At your local sushi restaurant, you decide to order the Kanikama, which the menu says is crab. However, you learn that it too is not real crab, and just more of that imitation crab. You also realize that the California Maki Roll that you love, which also says it contains crab, only has imitation crab. Isn't that a type of seafood fraud, where the package doesn't tell the truth about what is inside?
In 1973, a Japanese company created Kanikama, an imitation crab meat which is made from pulverized white fish, and usually other ingredients like egg whites, that has been cured and then shaped to look like crab meat. Crab flavoring is added to it, and red food coloring is used on the exterior. It may also be called Surimi, a Japanese term which means "ground meat." The most important thing is that it doesn't contain any actual crab meat.
Obviously, imitation crab is used because it is cheaper than using real crab. Its use is widespread, and goes much farther than just the sushi world. Many processed foods that say "crab" actually use the imitation crab. Imitation lobster is also made from surimi but its use is much less common than the imitation crab. Fewer products seem to use fake lobster. It can be difficult to find processed foods that contain actual crab.
I want to see menus and products be more transparent about imitation crab, to make its use much more prominent on their packaging. If it says "Crab Dip" on your package and it doesn't contain any real crab, I want the word "Imitation" to be as large and bold as the words "Crab Dip." I don't want to have to squint to read the tiny font of your ingredients to see real crab is missing. Be honest and true about your products.

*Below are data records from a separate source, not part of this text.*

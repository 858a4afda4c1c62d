use askama::Template;
use askama_web::WebTemplate;

#[derive(Template, WebTemplate)]
#[template(path = "navigation.html")]
pub struct NavigationTemplate {
    pub navigation: String,
    pub waypoint_count: usize,
}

Otherwise, it becomes a form of deception, a type of seafood fraud.
3 comments:
OMG YES! In fact I just left a comment on the Oceana blog that discusses fraud they detected in crab cakes not being sourced as a restaurant advertises. How is this different? And the bigger question is, how do we bring this to someone's attention? My friends laugh at me because I'm such a fanatic about this issue. And the reality is, we're not paying ground fish prices, we're paying real crab prices. It's an outrage. Seriously. If you have any insight on where to start to raise this issue publicly/politically, please let me know! Count me in on any efforts!
Most of the imitation crab i buy does have real crab in it but yes, it's surumi. I know food snobs expect only the finest but when you pay 5 or 7 dollars for your plastic bargain bin tub of crab dip, you have to expect they couldn't use real crab. It would need to cost upwards of 20 dollars for that product. Real crab is woefully expensive, imitaion crab isn't. I love crab as much as the next crab obsessed person but my budget doesn't allow me to run out and blow between 20 to 30 dollars when i get a craving for it but i can blow 5 for the big package of good imitation crab.
Long rant short: if you don't like shortcut or imitation ingredients, make the food yourself. That way you know you aren't being cheated and also realize how much more they would have to charge for the real thing.
Most of the imitation crab i buy does have real crab in it but yes, it's surumi. I know food snobs expect only the finest but when you pay 5 or 7 dollars for your plastic bargain bin tub of crab dip, you have to expect they couldn't use real crab. It would need to cost upwards of 20 dollars for that product. Real crab is woefully expensive, imitaion crab isn't. I love crab as much as the next crab obsessed person but my budget doesn't allow me to run out and blow between 20 to 30 dollars when i get a craving for it but i can blow 5 for the big package of good imitation crab.
Long rant short: if you don't like shortcut or imitation ingredients, make the food yourself. That way you know you aren't being cheated and also realize how much more they would have to charge for the real thing.